### Task goal
Report each line of the entries below that has the word "filename" in it.

(Recorded data)
★ ★ ★ ★

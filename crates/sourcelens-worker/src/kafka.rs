//! Kafka-backed job queue
//!
//! Jobs travel as JSON envelopes keyed by `project_id`, so a topic partition
//! carries a project's jobs in order. Offsets are committed on ack; an
//! uncommitted message returns after the consumer session times out, which is
//! the broker-side equivalent of the in-memory visibility timeout.

use crate::queue::{Delivery, JobQueue};
use async_trait::async_trait;
use rdkafka::config::ClientConfig;
use rdkafka::consumer::{CommitMode, Consumer, StreamConsumer};
use rdkafka::producer::{FutureProducer, FutureRecord};
use rdkafka::{Message, TopicPartitionList};
use sourcelens_core::error::{Error, Result};
use sourcelens_core::model::AnalysisJob;
use std::time::Duration;
use tracing::debug;

/// Kafka connection settings
#[derive(Debug, Clone)]
pub struct KafkaQueueConfig {
    /// Broker list, e.g. `localhost:9092`
    pub brokers: String,
    /// Topic carrying analysis jobs
    pub topic: String,
    /// Consumer group id
    pub group_id: String,
}

impl KafkaQueueConfig {
    /// Read `KAFKA_BROKERS`, `KAFKA_TOPIC`, `KAFKA_GROUP_ID`
    pub fn from_env() -> Result<Self> {
        Ok(Self {
            brokers: std::env::var("KAFKA_BROKERS")
                .map_err(|_| Error::validation("KAFKA_BROKERS", "environment variable not set"))?,
            topic: std::env::var("KAFKA_TOPIC").unwrap_or_else(|_| "analysis-jobs".to_string()),
            group_id: std::env::var("KAFKA_GROUP_ID")
                .unwrap_or_else(|_| "sourcelens-workers".to_string()),
        })
    }
}

/// Kafka [`JobQueue`] implementation
pub struct KafkaJobQueue {
    producer: FutureProducer,
    consumer: StreamConsumer,
    topic: String,
}

impl KafkaJobQueue {
    /// Connect producer and consumer and subscribe to the jobs topic
    pub fn connect(config: &KafkaQueueConfig) -> Result<Self> {
        let producer: FutureProducer = ClientConfig::new()
            .set("bootstrap.servers", &config.brokers)
            .set("message.timeout.ms", "10000")
            .create()
            .map_err(|e| Error::queue(format!("producer setup failed: {e}")))?;

        let consumer: StreamConsumer = ClientConfig::new()
            .set("bootstrap.servers", &config.brokers)
            .set("group.id", &config.group_id)
            .set("enable.auto.commit", "false")
            .set("auto.offset.reset", "earliest")
            .create()
            .map_err(|e| Error::queue(format!("consumer setup failed: {e}")))?;
        consumer
            .subscribe(&[&config.topic])
            .map_err(|e| Error::queue(format!("subscribe failed: {e}")))?;

        Ok(Self {
            producer,
            consumer,
            topic: config.topic.clone(),
        })
    }

    fn parse_receipt(receipt: &str) -> Result<(i32, i64)> {
        let (partition, offset) = receipt
            .split_once(':')
            .ok_or_else(|| Error::queue(format!("bad receipt: {receipt}")))?;
        Ok((
            partition
                .parse()
                .map_err(|_| Error::queue(format!("bad receipt partition: {receipt}")))?,
            offset
                .parse()
                .map_err(|_| Error::queue(format!("bad receipt offset: {receipt}")))?,
        ))
    }
}

#[async_trait]
impl JobQueue for KafkaJobQueue {
    async fn enqueue(&self, job: AnalysisJob) -> Result<()> {
        let payload = serde_json::to_string(&job)?;
        self.producer
            .send(
                FutureRecord::to(&self.topic)
                    .key(&job.project_id)
                    .payload(&payload),
                Duration::from_secs(10),
            )
            .await
            .map_err(|(e, _)| Error::queue(format!("produce failed: {e}")))?;
        debug!(job_id = %job.job_id, "job produced");
        Ok(())
    }

    async fn dequeue(&self) -> Result<Option<Delivery>> {
        match tokio::time::timeout(Duration::from_millis(500), self.consumer.recv()).await {
            Err(_) => Ok(None),
            Ok(Err(e)) => Err(Error::queue(format!("consume failed: {e}"))),
            Ok(Ok(message)) => {
                let payload = message
                    .payload()
                    .ok_or_else(|| Error::queue("message without payload"))?;
                let job: AnalysisJob = serde_json::from_slice(payload)?;
                Ok(Some(Delivery {
                    job,
                    receipt: format!("{}:{}", message.partition(), message.offset()),
                }))
            }
        }
    }

    async fn ack(&self, delivery: &Delivery) -> Result<()> {
        let (partition, offset) = Self::parse_receipt(&delivery.receipt)?;
        let mut list = TopicPartitionList::new();
        list.add_partition_offset(
            &self.topic,
            partition,
            rdkafka::Offset::Offset(offset + 1),
        )
        .map_err(|e| Error::queue(format!("offset build failed: {e}")))?;
        self.consumer
            .commit(&list, CommitMode::Async)
            .map_err(|e| Error::queue(format!("commit failed: {e}")))
    }

    async fn nack(&self, _delivery: &Delivery) -> Result<()> {
        // Leaving the offset uncommitted is the redelivery mechanism
        Ok(())
    }
}
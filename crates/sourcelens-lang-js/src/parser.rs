//! JavaScript/TypeScript parser implementation

use crate::ast_mapper::AstMapper;
use sourcelens_core::error::{Error, Result};
use sourcelens_core::model::{Language, ParsedFile};
use sourcelens_core::parser::{LanguageParser, ParseContext};

/// JavaScript or TypeScript parser; one instance per language so the registry
/// can dispatch by extension
#[derive(Debug)]
pub struct JsParser {
    language: Language,
}

impl JsParser {
    /// Parser for `.js`/`.mjs`/`.cjs`/`.jsx`
    pub fn javascript() -> Self {
        Self {
            language: Language::JavaScript,
        }
    }

    /// Parser for `.ts`/`.tsx`
    pub fn typescript() -> Self {
        Self {
            language: Language::TypeScript,
        }
    }

    fn grammar(&self, path: &str) -> tree_sitter::Language {
        match self.language {
            Language::TypeScript => {
                if path.ends_with(".tsx") {
                    tree_sitter_typescript::LANGUAGE_TSX.into()
                } else {
                    tree_sitter_typescript::LANGUAGE_TYPESCRIPT.into()
                }
            }
            _ => tree_sitter_javascript::LANGUAGE.into(),
        }
    }
}

impl LanguageParser for JsParser {
    fn language(&self) -> Language {
        self.language
    }

    fn supported_extensions(&self) -> &'static [&'static str] {
        match self.language {
            Language::TypeScript => &["ts", "tsx"],
            _ => &["js", "mjs", "cjs", "jsx"],
        }
    }

    fn parse(&self, context: &ParseContext) -> Result<ParsedFile> {
        let mut parser = tree_sitter::Parser::new();
        parser
            .set_language(&self.grammar(&context.path))
            .map_err(|e| Error::parse(&context.path, format!("failed to load grammar: {e}")))?;

        let Some(tree) = parser.parse(&context.content, None) else {
            let mut parsed = ParsedFile::empty(
                context.path.clone(),
                self.language,
                String::new(),
                context.content.len(),
            );
            parsed.errors.push("parse_failed".to_string());
            return Ok(parsed);
        };

        Ok(AstMapper::new(&context.path, &context.content, self.language).extract(&tree))
    }
}
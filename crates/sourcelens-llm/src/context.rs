//! Prompt context assembly
//!
//! Synthesizes the exact variable set the prompt templates require from the
//! graph overview and job metadata. Includes the meaningful-data check: when
//! the graph has nothing to say, no LLM call is made at all and a synthetic
//! summary is returned instead, so the model never invents content.

use crate::schema::FORMAT_INSTRUCTIONS;
use crate::template::PromptVariables;
use sourcelens_core::query::ProjectOverview;
use std::path::Path;

/// Default number of important-file previews
pub const DEFAULT_PREVIEW_FILES: usize = 5;
/// Default preview length in bytes
pub const DEFAULT_PREVIEW_BYTES: usize = 2048;

/// A file plus the head of its content
#[derive(Debug, Clone)]
pub struct FilePreview {
    /// Repository-relative path
    pub path: String,
    /// First bytes of the content, lossily decoded
    pub head: String,
}

/// PR-specific context for `pr_scan` jobs
#[derive(Debug, Clone)]
pub struct PrContext {
    /// PR title
    pub title: String,
    /// PR body
    pub description: String,
    /// PR author
    pub author: String,
    /// Head branch
    pub head_branch: String,
    /// Base branch
    pub base_branch: String,
    /// Unified diff
    pub diff: String,
    /// Changed files with content previews
    pub changed_files: Vec<FilePreview>,
}

/// Everything the builder needs to assemble a prompt context
#[derive(Debug, Clone)]
pub struct ContextInput {
    /// Project display name
    pub project_name: String,
    /// Primary language label
    pub project_language: String,
    /// Branch under analysis
    pub main_branch: String,
    /// Maintainer notes passed through verbatim
    pub project_notes: String,
    /// Language the report should be written in
    pub output_language: String,
    /// Graph overview (the LLM's single source of truth)
    pub overview: ProjectOverview,
    /// Top-level directory entries of the working tree
    pub directory_listing: Vec<String>,
    /// Important-file previews
    pub important_files: Vec<FilePreview>,
    /// PR context for `pr_scan` jobs
    pub pr: Option<PrContext>,
}

/// Outcome of context assembly
#[derive(Debug)]
pub enum ContextOutcome {
    /// The graph holds nothing analyzable; skip the LLM entirely
    Skip {
        /// Synthetic summary explaining the skip
        project_summary: String,
    },
    /// Variables ready for template rendering
    Ready(Box<PromptVariables>),
}

/// Assembles prompt variables from graph state and job metadata
#[derive(Debug, Clone)]
pub struct ContextBuilder {
    max_preview_files: usize,
    preview_bytes: usize,
}

impl Default for ContextBuilder {
    fn default() -> Self {
        Self {
            max_preview_files: DEFAULT_PREVIEW_FILES,
            preview_bytes: DEFAULT_PREVIEW_BYTES,
        }
    }
}

impl ContextBuilder {
    /// Create a builder with the default preview limits
    pub fn new() -> Self {
        Self::default()
    }

    /// Override preview limits
    pub fn with_limits(max_preview_files: usize, preview_bytes: usize) -> Self {
        Self {
            max_preview_files,
            preview_bytes,
        }
    }

    /// List top-level entries and read previews of the first source files.
    /// `paths` are the repository-relative files the scan selected, in order.
    pub fn gather_tree_context(
        &self,
        working_dir: &Path,
        paths: &[String],
    ) -> (Vec<String>, Vec<FilePreview>) {
        let mut listing: Vec<String> = std::fs::read_dir(working_dir)
            .map(|entries| {
                entries
                    .filter_map(|e| e.ok())
                    .map(|e| {
                        let name = e.file_name().to_string_lossy().into_owned();
                        if e.file_type().map(|t| t.is_dir()).unwrap_or(false) {
                            format!("{name}/")
                        } else {
                            name
                        }
                    })
                    .collect()
            })
            .unwrap_or_default();
        listing.sort();

        let mut previews = Vec::new();
        for path in paths.iter().take(self.max_preview_files) {
            let Ok(bytes) = std::fs::read(working_dir.join(path)) else {
                continue;
            };
            let head_len = bytes.len().min(self.preview_bytes);
            previews.push(FilePreview {
                path: path.clone(),
                head: String::from_utf8_lossy(&bytes[..head_len]).into_owned(),
            });
        }
        (listing, previews)
    }

    /// Build the variable set, or decide to skip the LLM call entirely
    pub fn build(&self, input: &ContextInput) -> ContextOutcome {
        if input.overview.is_empty() {
            return ContextOutcome::Skip {
                project_summary: format!(
                    "Project '{}' contains no analyzable source: {} files were \
                     indexed and the knowledge graph holds no modules, classes, \
                     or call relationships to analyze.",
                    input.project_name, input.overview.total_files
                ),
            };
        }

        let overview = &input.overview;
        let ckg_summary = serde_json::to_string_pretty(overview)
            .unwrap_or_else(|_| "{}".to_string());

        let mut vars = PromptVariables::new();
        vars.insert("project_name".into(), input.project_name.clone());
        vars.insert("project_language".into(), input.project_language.clone());
        vars.insert("main_branch".into(), input.main_branch.clone());
        vars.insert("project_custom_notes".into(), input.project_notes.clone());
        vars.insert("output_language".into(), input.output_language.clone());
        vars.insert("ckg_summary".into(), ckg_summary);
        vars.insert("total_files".into(), overview.total_files.to_string());
        vars.insert("total_classes".into(), overview.total_classes.to_string());
        vars.insert(
            "total_functions_methods".into(),
            overview.total_functions_methods.to_string(),
        );
        vars.insert(
            "average_functions_per_file".into(),
            format!("{:.2}", overview.average_functions_per_file),
        );
        vars.insert(
            "directory_listing_top_level".into(),
            input.directory_listing.join("\n"),
        );
        vars.insert(
            "important_files_preview".into(),
            format_previews(&input.important_files),
        );
        vars.insert("format_instructions".into(), FORMAT_INSTRUCTIONS.to_string());

        if let Some(pr) = &input.pr {
            vars.insert("pr_title".into(), pr.title.clone());
            vars.insert("pr_description".into(), pr.description.clone());
            vars.insert("pr_author".into(), pr.author.clone());
            vars.insert("head_branch".into(), pr.head_branch.clone());
            vars.insert("base_branch".into(), pr.base_branch.clone());
            vars.insert("pr_diff_content".into(), pr.diff.clone());
            vars.insert(
                "formatted_changed_files_with_content".into(),
                format_previews(&pr.changed_files),
            );
        }

        ContextOutcome::Ready(Box::new(vars))
    }
}

fn format_previews(previews: &[FilePreview]) -> String {
    if previews.is_empty() {
        return "(none)".to_string();
    }
    previews
        .iter()
        .map(|p| format!("--- {} ---\n{}", p.path, p.head))
        .collect::<Vec<_>>()
        .join("\n\n")
}

#[cfg(test)]
mod tests {
    use super::*;
    use sourcelens_core::query::{ClassMethodCount, FunctionCallCount};

    fn overview(files: usize, modules: Vec<&str>) -> ProjectOverview {
        ProjectOverview {
            total_files: files,
            total_classes: 2,
            total_functions_methods: 6,
            average_functions_per_file: 3.0,
            main_modules: modules.into_iter().map(String::from).collect(),
            top_5_largest_classes_by_methods: vec![ClassMethodCount {
                name: "Widget".into(),
                file_path: "w.py".into(),
                method_count: 4,
            }],
            top_5_most_called_functions: vec![FunctionCallCount {
                name: "run".into(),
                file_path: "w.py".into(),
                call_count: 3,
            }],
        }
    }

    fn input(overview: ProjectOverview) -> ContextInput {
        ContextInput {
            project_name: "demo".into(),
            project_language: "Python".into(),
            main_branch: "main".into(),
            project_notes: "internal service".into(),
            output_language: "en".into(),
            overview,
            directory_listing: vec!["src/".into(), "README.md".into()],
            important_files: vec![FilePreview {
                path: "src/w.py".into(),
                head: "class Widget: ...".into(),
            }],
            pr: None,
        }
    }

    #[test]
    fn test_ready_context_has_all_full_scan_variables() {
        let outcome = ContextBuilder::new().build(&input(overview(3, vec!["w"])));
        let ContextOutcome::Ready(vars) = outcome else {
            panic!("expected ready context");
        };
        for key in [
            "project_name",
            "project_language",
            "main_branch",
            "project_custom_notes",
            "output_language",
            "ckg_summary",
            "total_files",
            "total_classes",
            "total_functions_methods",
            "average_functions_per_file",
            "directory_listing_top_level",
            "important_files_preview",
            "format_instructions",
        ] {
            assert!(vars.contains_key(key), "missing variable {key}");
        }
        assert_eq!(vars["total_files"], "3");
        assert!(vars["ckg_summary"].contains("Widget"));
        assert!(vars["important_files_preview"].contains("src/w.py"));
    }

    #[test]
    fn test_empty_graph_skips_llm() {
        let outcome = ContextBuilder::new().build(&input(overview(0, vec![])));
        let ContextOutcome::Skip { project_summary } = outcome else {
            panic!("expected skip for empty graph");
        };
        assert!(project_summary.contains("no analyzable source"));
    }

    #[test]
    fn test_files_without_graph_content_also_skip() {
        // Files exist but every ranking list is empty
        let mut ov = overview(4, vec![]);
        ov.top_5_largest_classes_by_methods.clear();
        ov.top_5_most_called_functions.clear();
        let outcome = ContextBuilder::new().build(&input(ov));
        assert!(matches!(outcome, ContextOutcome::Skip { .. }));
    }

    #[test]
    fn test_pr_context_adds_variables() {
        let mut ctx = input(overview(3, vec!["w"]));
        ctx.pr = Some(PrContext {
            title: "Fix cart".into(),
            description: "rounding bug".into(),
            author: "dev".into(),
            head_branch: "fix/cart".into(),
            base_branch: "main".into(),
            diff: "--- a/cart.py".into(),
            changed_files: vec![FilePreview {
                path: "cart.py".into(),
                head: "def total(): ...".into(),
            }],
        });
        let ContextOutcome::Ready(vars) = ContextBuilder::new().build(&ctx) else {
            panic!("expected ready context");
        };
        assert_eq!(vars["pr_title"], "Fix cart");
        assert!(vars["formatted_changed_files_with_content"].contains("cart.py"));
    }

    #[test]
    fn test_gather_tree_context() {
        let dir = tempfile::tempdir().unwrap();
        std::fs::create_dir(dir.path().join("src")).unwrap();
        std::fs::write(dir.path().join("src/a.py"), "x = 1\n".repeat(100)).unwrap();
        std::fs::write(dir.path().join("README.md"), "# hi\n").unwrap();

        let builder = ContextBuilder::with_limits(5, 32);
        let (listing, previews) =
            builder.gather_tree_context(dir.path(), &["src/a.py".to_string()]);
        assert!(listing.contains(&"src/".to_string()));
        assert!(listing.contains(&"README.md".to_string()));
        assert_eq!(previews.len(), 1);
        assert!(previews[0].head.len() <= 32);
    }
}
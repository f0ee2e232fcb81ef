//! Incremental graph updates
//!
//! Classifies the current file set against stored content hashes, computes the
//! dependent-file closure, and drives selective re-parses through the builder.
//! An unchanged file set is a strict no-op (no writes at all).

use crate::builder::{BuildReport, CkgBuilder, ProjectMeta};
use crate::cancel::CancelToken;
use crate::error::{Error, Result};
use crate::model::{content_hash, CompositeId, EdgeKind, EdgeRecord, NodeKind};
use crate::resolver::{reconcilable_placeholders, PLACEHOLDER_PATH};
use crate::store::{GraphStore, WriteBatch};
use serde::{Deserialize, Serialize};
use std::collections::{BTreeMap, HashSet};
use tracing::{debug, info};

/// Classification of the current file set against the stored graph
#[derive(Debug, Default, Clone, PartialEq, Eq)]
pub struct UpdatePlan {
    /// Present now, no stored hash
    pub added: Vec<String>,
    /// Present now, hash differs
    pub modified: Vec<String>,
    /// Stored but absent from the input
    pub deleted: Vec<String>,
    /// Present now, hash equal
    pub unchanged: Vec<String>,
    /// Unchanged files with call/inheritance edges into the changed set;
    /// re-resolved but not counted as modified
    pub affected_unchanged: Vec<String>,
}

impl UpdatePlan {
    /// Whether the plan contains any graph mutation
    pub fn is_noop(&self) -> bool {
        self.added.is_empty() && self.modified.is_empty() && self.deleted.is_empty()
    }
}

/// Counters reported after an update
#[derive(Debug, Default, Clone, Serialize, Deserialize, PartialEq, Eq)]
pub struct UpdateStats {
    /// Newly added files
    pub added: usize,
    /// Re-parsed files
    pub modified: usize,
    /// Removed files
    pub deleted: usize,
    /// Unchanged files pulled in by the dependency closure
    pub affected_unchanged: usize,
    /// Total files whose graph content was touched
    pub total_updated: usize,
}

/// Updater configuration
#[derive(Debug, Clone)]
pub struct UpdaterConfig {
    /// Maximum tolerated fraction of placeholder classes after an update
    pub max_placeholder_fraction: f64,
}

impl Default for UpdaterConfig {
    fn default() -> Self {
        Self {
            max_placeholder_fraction: 0.5,
        }
    }
}

/// Drives selective re-parses from content-hash deltas
pub struct IncrementalUpdater<'a> {
    builder: &'a CkgBuilder,
    config: UpdaterConfig,
}

impl<'a> IncrementalUpdater<'a> {
    /// Create an updater over a builder
    pub fn new(builder: &'a CkgBuilder, config: UpdaterConfig) -> Self {
        Self { builder, config }
    }

    /// Classify `current` (path → bytes) against the stored graph
    pub async fn plan(
        &self,
        project_id: &str,
        current: &BTreeMap<String, Vec<u8>>,
    ) -> Result<UpdatePlan> {
        let store = self.builder.store();
        let stored = store.file_hashes(project_id).await?;
        let mut plan = UpdatePlan::default();

        for (path, bytes) in current {
            match stored.get(path) {
                None => plan.added.push(path.clone()),
                Some(hash) if *hash != content_hash(bytes) => plan.modified.push(path.clone()),
                Some(_) => plan.unchanged.push(path.clone()),
            }
        }
        for path in stored.keys() {
            if !current.contains_key(path) && path != PLACEHOLDER_PATH {
                plan.deleted.push(path.clone());
            }
        }
        plan.deleted.sort();

        let changed: HashSet<&String> = plan.modified.iter().chain(plan.deleted.iter()).collect();
        if !changed.is_empty() {
            plan.affected_unchanged = self
                .dependency_closure(project_id, &changed, &plan.unchanged)
                .await?;
        }
        Ok(plan)
    }

    /// Files among `unchanged` holding symbols with CALLS or INHERITS_FROM
    /// edges into symbols defined in the changed set. Both edge kinds are
    /// followed so inheritance-only dependencies are not missed.
    async fn dependency_closure(
        &self,
        project_id: &str,
        changed: &HashSet<&String>,
        unchanged: &[String],
    ) -> Result<Vec<String>> {
        let store = self.builder.store();
        let unchanged_set: HashSet<&String> = unchanged.iter().collect();
        let mut affected: HashSet<String> = HashSet::new();

        for path in changed.iter() {
            let file_id = CompositeId::file(project_id, path);
            // Symbols defined in the changed file
            let defined: Vec<CompositeId> = store
                .edges_to(&file_id)
                .await?
                .into_iter()
                .filter(|e| e.kind == EdgeKind::DefinedIn)
                .map(|e| e.src)
                .collect();

            for symbol_id in defined {
                for edge in store.edges_to(&symbol_id).await? {
                    if !matches!(edge.kind, EdgeKind::Calls | EdgeKind::InheritsFrom) {
                        continue;
                    }
                    // Source symbol's defining file
                    let src_file = store
                        .edges_from(&edge.src)
                        .await?
                        .into_iter()
                        .find(|e| e.kind == EdgeKind::DefinedIn)
                        .map(|e| e.dst);
                    if let Some(src_file_id) = src_file {
                        if let Some(file_node) =
                            store.get_node(NodeKind::File, &src_file_id).await?
                        {
                            if let Some(path) = file_node.str_prop("path") {
                                let path = path.to_string();
                                if unchanged_set.contains(&path) {
                                    affected.insert(path);
                                }
                            }
                        }
                    }
                }
            }
        }

        let mut result: Vec<String> = affected.into_iter().collect();
        result.sort();
        Ok(result)
    }

    /// Execute an update: delete removed files, re-parse added/modified plus
    /// the affected closure, reconcile placeholders, validate.
    pub async fn apply(
        &self,
        project: &ProjectMeta,
        current: BTreeMap<String, Vec<u8>>,
        cancel: &CancelToken,
    ) -> Result<(UpdateStats, BuildReport)> {
        let plan = self.plan(&project.graph_id, &current).await?;
        info!(
            project_id = %project.graph_id,
            added = plan.added.len(),
            modified = plan.modified.len(),
            deleted = plan.deleted.len(),
            affected = plan.affected_unchanged.len(),
            "incremental update plan"
        );

        if plan.is_noop() {
            debug!("file set unchanged, skipping update entirely");
            return Ok((UpdateStats::default(), BuildReport::default()));
        }

        let store = self.builder.store();

        // Deletions first so stale symbols never shadow fresh ones
        if !plan.deleted.is_empty() {
            let mut batch = WriteBatch::new();
            for path in &plan.deleted {
                batch
                    .delete_files
                    .push((project.graph_id.clone(), path.clone()));
            }
            store.apply(batch).await?;
        }

        cancel.check("incremental_reparse")?;

        // Re-parse added + modified + affected; affected files are unchanged
        // on disk so their symbols rebuild to identical composite ids, only
        // their outgoing edges are refreshed.
        let mut to_parse: Vec<(String, Vec<u8>)> = Vec::new();
        for path in plan
            .added
            .iter()
            .chain(plan.modified.iter())
            .chain(plan.affected_unchanged.iter())
        {
            if let Some(bytes) = current.get(path) {
                to_parse.push((path.clone(), bytes.clone()));
            }
        }
        let report = self
            .builder
            .build_files(project, to_parse, true, cancel)
            .await?;

        self.reconcile_placeholders(&project.graph_id).await?;
        self.validate(&project.graph_id).await?;

        let stats = UpdateStats {
            added: plan.added.len(),
            modified: plan.modified.len(),
            deleted: plan.deleted.len(),
            affected_unchanged: plan.affected_unchanged.len(),
            total_updated: plan.added.len()
                + plan.modified.len()
                + plan.deleted.len()
                + plan.affected_unchanged.len(),
        };
        Ok((stats, report))
    }

    /// Replace placeholder classes whose target symbol is now in the graph:
    /// incoming edges are repointed to the real class and the placeholder is
    /// removed in the same batch.
    async fn reconcile_placeholders(&self, project_id: &str) -> Result<()> {
        let store = self.builder.store();
        let pairs = reconcilable_placeholders(store.as_ref(), project_id).await?;
        if pairs.is_empty() {
            return Ok(());
        }

        let mut batch = WriteBatch::new();
        for (placeholder_id, real_id) in pairs {
            for edge in store.edges_to(&placeholder_id).await? {
                if edge.kind == EdgeKind::BelongsTo {
                    continue;
                }
                batch.upsert_edge(EdgeRecord::with_properties(
                    edge.kind,
                    edge.src,
                    real_id.clone(),
                    edge.properties,
                ));
            }
            batch.delete_nodes.push(placeholder_id);
        }
        info!(
            project_id,
            reconciled = batch.delete_nodes.len(),
            "replacing resolved placeholders"
        );
        store.apply(batch).await
    }

    /// Post-update consistency checks.
    ///
    /// Composite-id uniqueness is structural in the store (violating upserts
    /// fail the batch), so the checks here are the cross-record ones: orphan
    /// DEFINED_IN targets and the placeholder fraction ceiling.
    pub async fn validate(&self, project_id: &str) -> Result<()> {
        let store = self.builder.store();

        for edge in store.edges(project_id, EdgeKind::DefinedIn).await? {
            if store.get_node(NodeKind::File, &edge.dst).await?.is_none() {
                return Err(Error::graph(format!(
                    "orphan DEFINED_IN: {} targets missing file {}",
                    edge.src, edge.dst
                )));
            }
        }

        let total_classes = store.count_nodes(project_id, NodeKind::Class).await?;
        if total_classes > 0 {
            let mut placeholders = 0usize;
            let mut offset = 0;
            const PAGE: usize = 1000;
            loop {
                let page = store.nodes(project_id, NodeKind::Class, PAGE, offset).await?;
                let done = page.len() < PAGE;
                placeholders += page
                    .iter()
                    .filter(|n| n.bool_prop("placeholder") == Some(true))
                    .count();
                if done {
                    break;
                }
                offset += PAGE;
            }
            let fraction = placeholders as f64 / total_classes as f64;
            if fraction > self.config.max_placeholder_fraction {
                return Err(Error::validation(
                    "placeholder_fraction",
                    format!(
                        "{placeholders}/{total_classes} classes are placeholders \
                         (fraction {fraction:.2} exceeds {:.2})",
                        self.config.max_placeholder_fraction
                    ),
                ));
            }
        }
        Ok(())
    }
}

★ ★ ★ ★

### Answer to this exercise
filename crates/sourcelens-worker/src/kafka.rs
filename crates/sourcelens-lang-js/src/parser.rs
filename crates/sourcelens-llm/src/context.rs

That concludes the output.